Lu,Jie.: "Subcellular localization of the a and β subunits of acute myeloid leukemia-linked transcription factor PEBP2/CBF." Mol.Cell.Biol.15. 1651-1661 (1995)

Lu, Jie.：“急性髓性白血病相关转录因子 PEBP2/CBF 的 a 和 β 亚基的亚细胞定位。Mol.Cell.Biol.15 (1995)。”

Yamada,T.: "Differential expression of the T cell receptor/CD3 genes and their lymphoid-specific transcription factor genes in murine T cell x fibroblast and T cell x B cell hybrids." Eur.J.Immunol.25. 2710-2713 (1995)

Yamada,T.：“T 细胞受体/CD3 基因及其淋巴特异性转录因子基因在小鼠 T 细胞 x 成纤维细胞和 T 细胞 x B 细胞杂交体中的差异表达。”

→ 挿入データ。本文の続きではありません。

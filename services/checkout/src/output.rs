//! Credential output for the consuming process.

use password_safe_client::Credential;
use secrecy::ExposeSecret;
use serde::Serialize;
use std::io::{self, Write};

#[derive(Serialize)]
struct CredentialOutput<'a> {
    username: &'a str,
    password: &'a str,
}

/// Write `credential` as one line of JSON: `{"username":..,"password":..}`.
///
/// The secret is serialized straight from its protected buffer; no
/// intermediate copy is kept.
///
/// # Errors
///
/// Returns an error if the writer fails.
pub fn write_credential<W: Write>(writer: &mut W, credential: &Credential) -> io::Result<()> {
    let output = CredentialOutput {
        username: credential.username(),
        password: credential.secret().expose_secret(),
    };
    serde_json::to_writer(&mut *writer, &output)?;
    writer.write_all(b"\n")?;
    writer.flush()
}

#[cfg(test)]
mod tests {
    use super::*;
    use secrecy::SecretString;

    #[test]
    fn test_writes_single_json_line() {
        let credential = Credential::new("svc1@corp.example.com", SecretString::from("p\"w"));
        let mut buffer = Vec::new();
        write_credential(&mut buffer, &credential).unwrap();

        let text = String::from_utf8(buffer).unwrap();
        assert!(text.ends_with('\n'));
        assert_eq!(text.lines().count(), 1);

        let value: serde_json::Value = serde_json::from_str(text.trim_end()).unwrap();
        assert_eq!(value["username"], "svc1@corp.example.com");
        assert_eq!(value["password"], "p\"w");
    }
}
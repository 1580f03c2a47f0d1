//! Weighted evidence accumulation and candidate ranking.

use std::cmp::Ordering;

use crate::evidence::EvidenceSet;

/// Weight given to an identifier when none is specified.
pub const DEFAULT_WEIGHT: f64 = 2.0;

/// Evidence gathered for one candidate path.
///
/// One instance is owned per worker and cleared between candidates.
#[derive(Debug, Clone)]
pub struct WeightedEvidence {
    unweighted: EvidenceSet,
    weighted: EvidenceSet,
    all: EvidenceSet,
    weight: f64,
    weighted_sum: f64,
}

/// Raw ranking values of one candidate.
#[derive(Debug, Clone, Copy, PartialEq)]
pub struct SupportScore {
    pub weighted_sum: f64,
    pub unweighted_count: usize,
}

impl WeightedEvidence {
    pub fn new() -> Self {
        Self {
            unweighted: EvidenceSet::new(),
            weighted: EvidenceSet::new(),
            all: EvidenceSet::new(),
            weight: DEFAULT_WEIGHT,
            weighted_sum: 0.0,
        }
    }

    /// Reset all sets, the default weight and the running sum.
    pub fn clear(&mut self) {
        self.unweighted.clear();
        self.weighted.clear();
        self.all.clear();
        self.weight = DEFAULT_WEIGHT;
        self.weighted_sum = 0.0;
    }

    pub fn add_unweighted(&mut self, id: u32) {
        self.unweighted.insert(id);
        self.all.insert(id);
    }

    /// Record `id` as weighted support; `weight` is added to the running sum
    /// on every call.
    pub fn add_weighted(&mut self, id: u32, weight: f64) {
        self.weighted.insert(id);
        self.all.insert(id);
        self.weighted_sum += weight;
    }

    pub fn add_default_weighted(&mut self, id: u32) {
        self.add_weighted(id, self.weight);
    }

    pub fn set_weight(&mut self, weight: f64) {
        self.weight = weight;
    }

    pub fn weight(&self) -> f64 {
        self.weight
    }

    pub fn weighted_sum(&self) -> f64 {
        self.weighted_sum
    }

    pub fn unweighted(&self) -> &EvidenceSet {
        &self.unweighted
    }

    pub fn weighted(&self) -> &EvidenceSet {
        &self.weighted
    }

    /// Union of weighted and unweighted identifiers.
    pub fn all(&self) -> &EvidenceSet {
        &self.all
    }

    pub fn score(&self) -> SupportScore {
        SupportScore {
            weighted_sum: self.weighted_sum,
            unweighted_count: self.unweighted.len(),
        }
    }
}

impl Default for WeightedEvidence {
    fn default() -> Self {
        Self::new()
    }
}

impl SupportScore {
    pub fn total(&self) -> f64 {
        self.weighted_sum + self.unweighted_count as f64
    }

    /// Ranking order: weighted sum first, then unweighted count.
    pub fn rank_cmp(&self, other: &SupportScore) -> Ordering {
        self.weighted_sum
            .total_cmp(&other.weighted_sum)
            .then(self.unweighted_count.cmp(&other.unweighted_count))
    }
}

/// Index of the winning candidate, or `None` if every candidate's total
/// support is below `min_support`. Full ties go to the lowest index.
pub fn select_candidate(scores: &[SupportScore], min_support: f64) -> Option<usize> {
    let mut best: Option<(usize, &SupportScore)> = None;
    for (idx, score) in scores.iter().enumerate() {
        if score.total() < min_support {
            continue;
        }
        match best {
            Some((_, current)) if score.rank_cmp(current) != Ordering::Greater => {}
            _ => best = Some((idx, score)),
        }
    }
    best.map(|(idx, _)| idx)
}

Bae,S.C.: "Cloning mapping and expression of PEBP2αC,a third gene encoding the mammalian runt domain" Gene. 159. 245-248 (1995)

Bae，S.C.：“编码哺乳动物矮结构域的第三个基因 PEBP2αC 的克隆定位和表达”基因 159. 245-248 (1995)

Satake,M.: "Expression of the runt domain-encoding PEBP2α genes in T cells during thymic development." Mol.Cell.Biol.15. 1662-1670 (1995)

Satake, M.：“胸腺发育过程中 T 细胞中 runt 结构域编码 PEBP2α 基因的表达。”Mol.Cell.Biol.15 (1995)。